Asparagus plants are usually not harvested for the first three years in order to allow the crowns to develop a strong root system. Asparagus spears are ready to harvest when they are about 6″-8″ tall. The tips should be tightly closed and the stalks should be firm but tender. Only use spears thicker than a pencil; let anything smaller than that grow into ferns. The harvesting period will last around 6-8 weeks.
Acorn Squash are ready to pick when the fruit is firm, glossy, and the bottom is cream to orange in color. The rinds should be difficult to penetrate with a fingernail; you may also wait until the plants start to die back. Make sure to harvest the squash with a sharp knife before the first hard frost with at leat 1″ of stem attached.
Blueberries will turn dark blue a couple days before they are actually ready. When it’s time to pick them, the berries will be firm, dark blue, and have a white powdery coating. Another way to tell if they are ready is that they should fall right off when you pick them.
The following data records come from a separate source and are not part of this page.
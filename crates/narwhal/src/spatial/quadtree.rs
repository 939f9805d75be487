//! Barnes-Hut quadtree over point bodies.
//!
//! Cells and body chains live in flat `Vec`s addressed by `u32` handles. `build` clears the
//! vectors without freeing them, so rebuilding the tree every tick does not allocate once the
//! arena has grown to the working-set size.

use crate::options::PhysicsOptions;

/// Distances below this are clamped when computing pair forces.
pub const EPSILON: f64 = 0.01;

/// Cells at this depth never subdivide; further bodies are chained in the leaf.
const MAX_DEPTH: u16 = 24;
/// Cells whose half-width falls below this never subdivide.
const MIN_HALF_WIDTH: f64 = 1e-3;
/// Margin added around the bounding square of the bodies.
const ROOT_MARGIN: f64 = 1.0;

const GOLDEN_ANGLE: f64 = 2.399_963_229_728_653;

#[derive(Debug, Clone, Copy, PartialEq)]
pub struct Body {
    pub x: f64,
    pub y: f64,
    pub mass: f64,
    pub radius: f64,
}

#[derive(Debug, Clone, Copy)]
struct Cell {
    cx: f64,
    cy: f64,
    half: f64,
    depth: u16,
    mass: f64,
    com_x: f64,
    com_y: f64,
    count: u32,
    // Head of the body chain while the cell is a leaf.
    head: Option<u32>,
    // NW, NE, SW, SE once subdivided.
    children: Option<[u32; 4]>,
}

impl Cell {
    fn new(cx: f64, cy: f64, half: f64, depth: u16) -> Self {
        Self {
            cx,
            cy,
            half,
            depth,
            mass: 0.0,
            com_x: cx,
            com_y: cy,
            count: 0,
            head: None,
            children: None,
        }
    }

    fn quadrant(&self, x: f64, y: f64) -> usize {
        let east = x >= self.cx;
        let south = y >= self.cy;
        match (south, east) {
            (false, false) => 0,
            (false, true) => 1,
            (true, false) => 2,
            (true, true) => 3,
        }
    }

    fn add_mass(&mut self, b: &Body) {
        let m = self.mass + b.mass;
        if m > 0.0 {
            self.com_x = (self.com_x * self.mass + b.x * b.mass) / m;
            self.com_y = (self.com_y * self.mass + b.y * b.mass) / m;
        } else {
            self.com_x = b.x;
            self.com_y = b.y;
        }
        self.mass = m;
        self.count += 1;
    }
}

#[derive(Debug, Clone, Default)]
pub struct QuadTree {
    cells: Vec<Cell>,
    bodies: Vec<Body>,
    // Next body in the same leaf chain.
    next: Vec<Option<u32>>,
}

impl QuadTree {
    pub fn new() -> Self {
        Self::default()
    }

    /// Rebuilds the tree from scratch. Body `i` of the iterator is addressed as `i` afterwards.
    pub fn build(&mut self, bodies: impl IntoIterator<Item = Body>) {
        self.cells.clear();
        self.bodies.clear();
        self.next.clear();
        self.bodies.extend(bodies);
        self.next.resize(self.bodies.len(), None);
        if self.bodies.is_empty() {
            return;
        }

        let (mut min_x, mut min_y) = (f64::INFINITY, f64::INFINITY);
        let (mut max_x, mut max_y) = (f64::NEG_INFINITY, f64::NEG_INFINITY);
        for b in &self.bodies {
            min_x = min_x.min(b.x);
            min_y = min_y.min(b.y);
            max_x = max_x.max(b.x);
            max_y = max_y.max(b.y);
        }
        let half = ((max_x - min_x).max(max_y - min_y) / 2.0) + ROOT_MARGIN;
        self.cells.push(Cell::new(
            (min_x + max_x) / 2.0,
            (min_y + max_y) / 2.0,
            half,
            0,
        ));

        for i in 0..self.bodies.len() {
            self.insert(i as u32);
        }
    }

    pub fn len(&self) -> usize {
        self.bodies.len()
    }

    pub fn is_empty(&self) -> bool {
        self.bodies.is_empty()
    }

    pub fn cell_count(&self) -> usize {
        self.cells.len()
    }

    /// Total mass aggregated at the root.
    pub fn total_mass(&self) -> f64 {
        self.cells.first().map_or(0.0, |c| c.mass)
    }

    /// Mass-weighted center of all bodies.
    pub fn center_of_mass(&self) -> Option<(f64, f64)> {
        self.cells.first().map(|c| (c.com_x, c.com_y))
    }

    fn insert(&mut self, body: u32) {
        let b = self.bodies[body as usize];
        let mut cell = 0usize;
        loop {
            self.cells[cell].add_mass(&b);
            if let Some(children) = self.cells[cell].children {
                cell = children[self.cells[cell].quadrant(b.x, b.y)] as usize;
                continue;
            }

            let Some(head) = self.cells[cell].head else {
                self.cells[cell].head = Some(body);
                return;
            };
            let c = self.cells[cell];
            let h = self.bodies[head as usize];
            let coincident = (h.x - b.x).hypot(h.y - b.y) < EPSILON;
            if coincident || c.depth >= MAX_DEPTH || c.half < MIN_HALF_WIDTH {
                self.next[body as usize] = Some(head);
                self.cells[cell].head = Some(body);
                return;
            }

            let children = self.subdivide(cell);
            // The chain holds coincident bodies only, so it moves into a single quadrant.
            let target = children[c.quadrant(h.x, h.y)] as usize;
            let mut cur = Some(head);
            while let Some(j) = cur {
                let moved = self.bodies[j as usize];
                self.cells[target].add_mass(&moved);
                cur = self.next[j as usize];
            }
            self.cells[target].head = Some(head);
            self.cells[cell].head = None;

            cell = children[c.quadrant(b.x, b.y)] as usize;
        }
    }

    fn subdivide(&mut self, cell: usize) -> [u32; 4] {
        let c = self.cells[cell];
        let q = c.half / 2.0;
        let base = self.cells.len() as u32;
        let offsets = [(-q, -q), (q, -q), (-q, q), (q, q)];
        for (dx, dy) in offsets {
            self.cells.push(Cell::new(c.cx + dx, c.cy + dy, q, c.depth + 1));
        }
        let children = [base, base + 1, base + 2, base + 3];
        self.cells[cell].children = Some(children);
        children
    }

    /// Net repulsive force on body `target` from every other body.
    ///
    /// Leaf cells contribute exact pair forces. An internal cell that does not contain the
    /// target and satisfies `width / distance < theta` contributes one super-body at its center
    /// of mass. `theta == 0` therefore reproduces the direct pairwise sum.
    pub fn apply_repulsion(
        &self,
        target: usize,
        options: &PhysicsOptions,
        theta: f64,
    ) -> (f64, f64) {
        let mut force = (0.0, 0.0);
        if target < self.bodies.len() && !self.cells.is_empty() {
            self.accumulate(0, true, target, options, theta, &mut force);
        }
        force
    }

    fn accumulate(
        &self,
        cell: usize,
        holds_target: bool,
        target: usize,
        options: &PhysicsOptions,
        theta: f64,
        force: &mut (f64, f64),
    ) {
        let c = &self.cells[cell];
        if c.count == 0 {
            return;
        }
        let t = &self.bodies[target];

        let Some(children) = c.children else {
            let mut cur = c.head;
            while let Some(j) = cur {
                let j = j as usize;
                if j != target {
                    let (fx, fy) = pair_force(target, t, j, &self.bodies[j], options);
                    force.0 += fx;
                    force.1 += fy;
                }
                cur = self.next[j];
            }
            return;
        };

        if !holds_target {
            let dx = t.x - c.com_x;
            let dy = t.y - c.com_y;
            let d = dx.hypot(dy);
            if d > EPSILON && (c.half * 2.0) / d < theta {
                let mag = options.repulsion * t.mass * c.mass / d;
                force.0 += dx / d * mag;
                force.1 += dy / d * mag;
                return;
            }
        }

        let target_quadrant = holds_target.then(|| c.quadrant(t.x, t.y));
        for (q, &child) in children.iter().enumerate() {
            let inside = target_quadrant == Some(q);
            self.accumulate(child as usize, inside, target, options, theta, force);
        }
    }
}

/// Force that body `b` exerts on body `a`: inverse-distance repulsion plus a linear push while
/// the two are closer than their radii plus `min_distance`.
///
/// Coincident bodies separate along a direction derived from their indices; the direction is
/// antisymmetric so the pair moves apart instead of together.
pub fn pair_force(
    ai: usize,
    a: &Body,
    bi: usize,
    b: &Body,
    options: &PhysicsOptions,
) -> (f64, f64) {
    let dx = a.x - b.x;
    let dy = a.y - b.y;
    let dist = dx.hypot(dy);
    let (ux, uy, d) = if dist < EPSILON {
        let (lo, hi) = if ai < bi { (ai, bi) } else { (bi, ai) };
        let angle = GOLDEN_ANGLE * ((lo * 31 + hi) % 4096) as f64;
        let sign = if ai < bi { 1.0 } else { -1.0 };
        (angle.cos() * sign, angle.sin() * sign, EPSILON)
    } else {
        (dx / dist, dy / dist, dist)
    };

    let mut mag = options.repulsion * a.mass * b.mass / d;
    let contact = a.radius + b.radius + options.min_distance;
    if d < contact {
        mag += options.collision * (contact - d);
    }
    (ux * mag, uy * mag)
}

#[cfg(test)]
mod tests {
    use super::*;

    fn body(x: f64, y: f64) -> Body {
        Body {
            x,
            y,
            mass: 1.0,
            radius: 1.0,
        }
    }

    #[test]
    fn single_body_feels_nothing() {
        let mut tree = QuadTree::new();
        tree.build([body(3.0, 4.0)]);
        assert_eq!(tree.apply_repulsion(0, &PhysicsOptions::default(), 0.8), (0.0, 0.0));
        assert_eq!(tree.center_of_mass(), Some((3.0, 4.0)));
    }

    #[test]
    fn coincident_bodies_share_a_leaf_and_separate() {
        let mut tree = QuadTree::new();
        tree.build([body(1.0, 1.0), body(1.0, 1.0), body(1.0, 1.0)]);
        assert_eq!(tree.cell_count(), 1);
        let o = PhysicsOptions::default();
        let f0 = tree.apply_repulsion(0, &o, 0.8);
        let f1 = tree.apply_repulsion(1, &o, 0.8);
        assert!(f0.0.is_finite() && f0.1.is_finite());
        assert!(f0.0.hypot(f0.1) > 0.0);
        assert_ne!(f0, f1);
    }

    #[test]
    fn rebuild_reuses_the_arena() {
        let mut tree = QuadTree::new();
        tree.build((0..64).map(|i| body(i as f64 * 7.0, (i % 8) as f64 * 13.0)));
        let cells = tree.cell_count();
        tree.build((0..64).map(|i| body(i as f64 * 7.0, (i % 8) as f64 * 13.0)));
        assert_eq!(tree.cell_count(), cells);
        tree.build(std::iter::empty());
        assert!(tree.is_empty());
        assert_eq!(tree.total_mass(), 0.0);
    }
}
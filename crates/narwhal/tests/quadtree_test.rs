use narwhal::PhysicsOptions;
use narwhal::spatial::{Body, QuadTree, pair_force};

// Small LCG so the fixtures do not depend on the crate's own generator.
struct Lcg(u64);

impl Lcg {
    fn next_signed(&mut self) -> f64 {
        self.0 = self
            .0
            .wrapping_mul(6_364_136_223_846_793_005)
            .wrapping_add(1_442_695_040_888_963_407);
        ((self.0 >> 11) as f64 / (1u64 << 53) as f64) * 2.0 - 1.0
    }
}

fn jittered_grid(side: usize, spacing: f64) -> Vec<Body> {
    let mut rng = Lcg(7);
    let mut bodies = Vec::with_capacity(side * side);
    for i in 0..side {
        for j in 0..side {
            bodies.push(Body {
                x: i as f64 * spacing + rng.next_signed() * spacing * 0.2,
                y: j as f64 * spacing + rng.next_signed() * spacing * 0.2,
                mass: 1.0 + ((i * j) % 3) as f64,
                radius: 10.0,
            });
        }
    }
    bodies
}

fn direct_force(bodies: &[Body], target: usize, options: &PhysicsOptions) -> (f64, f64) {
    bodies
        .iter()
        .enumerate()
        .filter(|&(j, _)| j != target)
        .fold((0.0, 0.0), |acc, (j, b)| {
            let (fx, fy) = pair_force(target, &bodies[target], j, b, options);
            (acc.0 + fx, acc.1 + fy)
        })
}

#[test]
fn root_mass_equals_the_sum_of_body_masses() {
    let bodies = jittered_grid(10, 100.0);
    let expected: f64 = bodies.iter().map(|b| b.mass).sum();
    let (ex, ey) = bodies.iter().fold((0.0, 0.0), |(sx, sy), b| {
        (sx + b.x * b.mass, sy + b.y * b.mass)
    });

    let mut tree = QuadTree::new();
    tree.build(bodies.iter().copied());
    assert_eq!(tree.len(), bodies.len());
    assert!((tree.total_mass() - expected).abs() < 1e-9);

    let (cx, cy) = tree.center_of_mass().unwrap();
    assert!((cx - ex / expected).abs() < 1e-9);
    assert!((cy - ey / expected).abs() < 1e-9);
}

#[test]
fn zero_theta_matches_the_direct_sum() {
    let bodies = jittered_grid(10, 100.0);
    let options = PhysicsOptions::default();
    let mut tree = QuadTree::new();
    tree.build(bodies.iter().copied());

    for target in 0..bodies.len() {
        let (bx, by) = tree.apply_repulsion(target, &options, 0.0);
        let (dx, dy) = direct_force(&bodies, target, &options);
        let scale = dx.hypot(dy).max(1.0);
        assert!((bx - dx).hypot(by - dy) / scale < 1e-9, "body {target}");
    }
}

#[test]
fn small_theta_stays_close_to_the_direct_sum() {
    let bodies = jittered_grid(10, 100.0);
    let options = PhysicsOptions::default();
    let mut tree = QuadTree::new();
    tree.build(bodies.iter().copied());

    let mut error = 0.0;
    let mut total = 0.0;
    for target in 0..bodies.len() {
        let (bx, by) = tree.apply_repulsion(target, &options, 0.3);
        let (dx, dy) = direct_force(&bodies, target, &options);
        error += (bx - dx).hypot(by - dy);
        total += dx.hypot(dy);
    }
    assert!(error / total < 0.05, "relative error {}", error / total);
}

#[test]
fn distant_cluster_acts_as_one_body() {
    let mut bodies = vec![Body {
        x: 0.0,
        y: 0.0,
        mass: 1.0,
        radius: 1.0,
    }];
    for (dx, dy) in [(-0.5, -0.5), (0.5, -0.5), (-0.5, 0.5), (0.5, 0.5)] {
        bodies.push(Body {
            x: 1000.0 + dx,
            y: dy,
            mass: 1.0,
            radius: 1.0,
        });
    }
    let options = PhysicsOptions::default();
    let mut tree = QuadTree::new();
    tree.build(bodies.iter().copied());

    let (fx, fy) = tree.apply_repulsion(0, &options, 0.8);
    let expected = options.repulsion * 4.0 / 1000.0;
    assert!((fx + expected).abs() < 1e-4, "fx = {fx}");
    assert!(fy.abs() < 1e-9);
}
Broccoli heads are ready to harvest when the buds are dark bluish-green and the stalks are firm. The buds are too ripe when the buds begin to open into flowers and should be cut immediately. Harvest broccoli by cutting it off 4″-6″ below the head. After the head is harvested, you will likely see smaller side shoots or miniature heads start to grow; harvest these in the same manner as the larger head.
Cabbage are ready to harvest when the heads feel firm; you should not be able to press in on the sides or top. In addition to trying to avoid heads with pale or wilted leaves, you will want to try to harvest your cabbage before the head splits. After the head has been removed – and you leave the plant in the ground – smaller heads may start to grow.
Muskmelons are similar to watermelons in that they should have a hollow sound when thumped. The color under the skin’s netting should be tan or yellowish instead of green, the melon should have a fragrant aroma, and the blossom end is a slightly soft.
You can quickly get an idea if corn is ripe or not just by looking. The husk should still be green and the silk at the top of the ear will be drying out. You can also check for the presence of a milky liquid when you pull back the husk at the top of an ear and puncture it with your fingernail. If you see water coming from the kernel, it is not quite ripe; if the kernel is empty, the corn is too ripe.
Grapes are ready to pick when they are plump, firm, and still tightly attached to the stem. Green grapes may have a little yellow coloring, red grapes should be dark red without any green remaining, and purple grapes should be almost black without any green remaining.
Lettuce – Head
Lettuce is ready to harvest when the head has a firm center with loose outer leaves. Using a sharp knife, cut the head 1″ above the soil.
Lettuce – Leaf
Use scissors to cut the lettuce leaves when they reach 4″-5″ long. Check the plants every few days to look for new leaves. Harvest all leaves before the plant “bolts,” or begins growing a flower stalk, and before a hard frost.
Okra pods are ready to pick when they are 2″-3″ long, or about 4-5 days old.
The easiest way to tell if a pumpkin is ready to harvest is by looking at its stem; it should be completely dried out. Their skin will also be firm, non-glossy, and be difficult to pierce with a fingernail. You should leave at least 1″ of stem attached to help prevent rotting in that area – and it’s harder to carve a pumpkin without a stem to hold on to the top with!
Ripe berries will be fragrant, plump, and have a uniform color. Raspberries should come off the vine easily.
Tomatoes are ready to pick when they are firm, smooth, and glossy. Although the actual skin color will vary slightly by type, the color should be uniform. Tomatoes will still ripen if you pick them before they are fully ready, but get their best flavor when they are able to ripen on the vine. Just before the first frost, be sure to pick all green tomatoes and let them ripen inside – or make fried green tomatoes.
Many people use the traditional “thumping” method in order to test the ripeness of a melon. Using this method, you can knock on the top of the watermelon; the watermelon is ripe if you hear a dull, hollow sound. There are also some other things you should check when trying to figure out if your watermelon is ripe or not: the stem will curl and turn brown, the melon’s skin will become dull, the skin will be hard to penetrate with your fingernail, and the spot on the bottom of the melon where it lays on the ground should turn from a white to yellowish color. When harvesting melons, cut the stem with a sharp knife leaving about 2 inches of the stem attached.
Those such as Acorn Squash, Butternut Squash, and Spaghetti Squash
The easiest way to tell if winter squash is ready to harvest is by looking at its stem; it should be completely dried out. Their skin will also be firm, non-glossy, and be difficult to pierce with a fingernail. You should leave at least 1″ of stem attached to help prevent rotting in that area.
Bigger isn’t always necessarily bigger, especially with zucchini. Although zucchini will easily get over 20″ long, its flavor and usefulness decline; the bigger the zucchini, the tougher it gets, and the more seeds you will have. Like some other vegetables, the more often you harvest, the more this summer squash produces. You should harvest zucchini when they are 6-8″ long. Store in refrigerator until used.